- [EXERCISE]:
Work out how many lines in these entries include the string "StoreError", and give only that figure.

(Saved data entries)

--- START ---

use std::path::Path;

use thiserror::Error;
use tokio::sync::mpsc;
use tokio_util::sync::CancellationToken;

pub mod cluster;
mod watch;

pub use cluster::{
    Cluster, ClusterSpec, ClusterState, ClusterStatus, ClusterStore, ClusterWatchEvent,
    ProvisionerSpec, CLUSTER_BUCKET,
};
pub use watch::WatchResponse;

use watch::{WatchManager, WatchMsg};

#[derive(Error, Debug)]
pub enum StoreError {
    #[error("storage engine error: {0}")]
    Engine(#[from] sled::Error),

    #[error("bucket {0:?} does not exist")]
    NoSuchBucket(String),

    #[error("key cannot be empty")]
    EmptyKey,

    #[error("error decoding stored record: {0}")]
    Decode(#[source] serde_json::Error),

    #[error("error encoding record for storage: {0}")]
    Encode(#[source] serde_json::Error),
}

/// A key-value pair as returned by [`KvStore::list`].
#[derive(Debug, Clone, PartialEq, Eq)]
pub struct Entry {
    pub key: String,
    pub value: Vec<u8>,
}

/// Durable, bucketed key-value store with change notifications.
///
/// Writes commit (and flush) to disk before watchers are notified, so a
/// notification always refers to durable state. A single watch-manager task
/// owns the watcher registrations; `Put`/`Delete` post a message to it after
/// the write lands.
pub struct KvStore {
    db: sled::Db,
    notifier: mpsc::UnboundedSender<WatchMsg>,
    shutdown: CancellationToken,
}

impl KvStore {
    /// Open (or create) the store at the given path and start its watch
    /// manager.
    pub fn open(path: impl AsRef<Path>) -> Result<Self, StoreError> {
        let db = sled::open(path)?;
        let shutdown = CancellationToken::new();
        let notifier = WatchManager::spawn(shutdown.clone());
        Ok(KvStore {
            db,
            notifier,
            shutdown,
        })
    }

    /// Stop the watch-manager task, closing every subscriber stream. File
    /// handles are released when the store is dropped.
    pub fn close(&self) {
        self.shutdown.cancel();
    }

    /// Create a bucket. Creating a bucket that already exists is a no-op.
    pub fn create_bucket(&self, name: &str) -> Result<(), StoreError> {
        self.db.open_tree(name)?;
        Ok(())
    }

    /// Delete a bucket and all its keys. Deleting a missing bucket is a
    /// no-op.
    pub fn delete_bucket(&self, name: &str) -> Result<(), StoreError> {
        self.db.drop_tree(name)?;
        Ok(())
    }

    /// Write a key into a bucket. The bucket must exist and the key must be
    /// non-empty. Watchers of the bucket are notified once the write is
    /// durable.
    pub async fn put(&self, bucket: &str, key: &str, value: &[u8]) -> Result<(), StoreError> {
        if key.is_empty() {
            return Err(StoreError::EmptyKey);
        }
        let tree = self.bucket(bucket)?;
        tree.insert(key, value)?;
        tree.flush_async().await?;
        self.notify(bucket, key, Some(value.to_vec()));
        Ok(())
    }

    /// Read a key from a bucket. Returns `None` when the key is absent.
    pub fn get(&self, bucket: &str, key: &str) -> Result<Option<Vec<u8>>, StoreError> {
        let tree = self.bucket(bucket)?;
        Ok(tree.get(key)?.map(|v| v.to_vec()))
    }

    /// List all entries in a bucket in key order.
    pub fn list(&self, bucket: &str) -> Result<Vec<Entry>, StoreError> {
        let tree = self.bucket(bucket)?;
        let mut entries = Vec::new();
        for item in tree.iter() {
            let (key, value) = item?;
            entries.push(Entry {
                key: String::from_utf8_lossy(&key).into_owned(),
                value: value.to_vec(),
            });
        }
        Ok(entries)
    }

    /// Delete a key from a bucket. Watchers receive the key with an empty
    /// value once the deletion is durable.
    pub async fn delete(&self, bucket: &str, key: &str) -> Result<(), StoreError> {
        if key.is_empty() {
            return Err(StoreError::EmptyKey);
        }
        let tree = self.bucket(bucket)?;
        tree.remove(key)?;
        tree.flush_async().await?;
        self.notify(bucket, key, None);
        Ok(())
    }

    /// Subscribe to change notifications on a bucket.
    ///
    /// Events arrive in per-bucket write order. Delivery is non-blocking:
    /// when the subscriber's buffer (of at least one event) is full, events
    /// are dropped and a log line is emitted; subscribers recover through a
    /// periodic full resync. Cancelling the token closes the stream after
    /// any in-flight event is delivered.
    pub fn watch(
        &self,
        cancel: CancellationToken,
        bucket: &str,
        buffer: usize,
    ) -> mpsc::Receiver<WatchResponse> {
        let (tx, rx) = mpsc::channel(buffer.max(1));
        let _ = self.notifier.send(WatchMsg::Register {
            bucket: bucket.to_string(),
            sender: tx,
            cancel,
        });
        rx
    }

    fn bucket(&self, name: &str) -> Result<sled::Tree, StoreError> {
        if !self.db.tree_names().iter().any(|n| n.as_ref() == name.as_bytes()) {
            return Err(StoreError::NoSuchBucket(name.to_string()));
        }
        Ok(self.db.open_tree(name)?)
    }

    fn notify(&self, bucket: &str, key: &str, value: Option<Vec<u8>>) {
        // The manager is only gone once the store has been closed.
        let _ = self.notifier.send(WatchMsg::Write {
            bucket: bucket.to_string(),
            key: key.to_string(),
            value,
        });
    }
}

impl Drop for KvStore {
    fn drop(&mut self) {
        self.shutdown.cancel();
    }
}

--- END ---

- [WRITTEN RESPONSE]:
12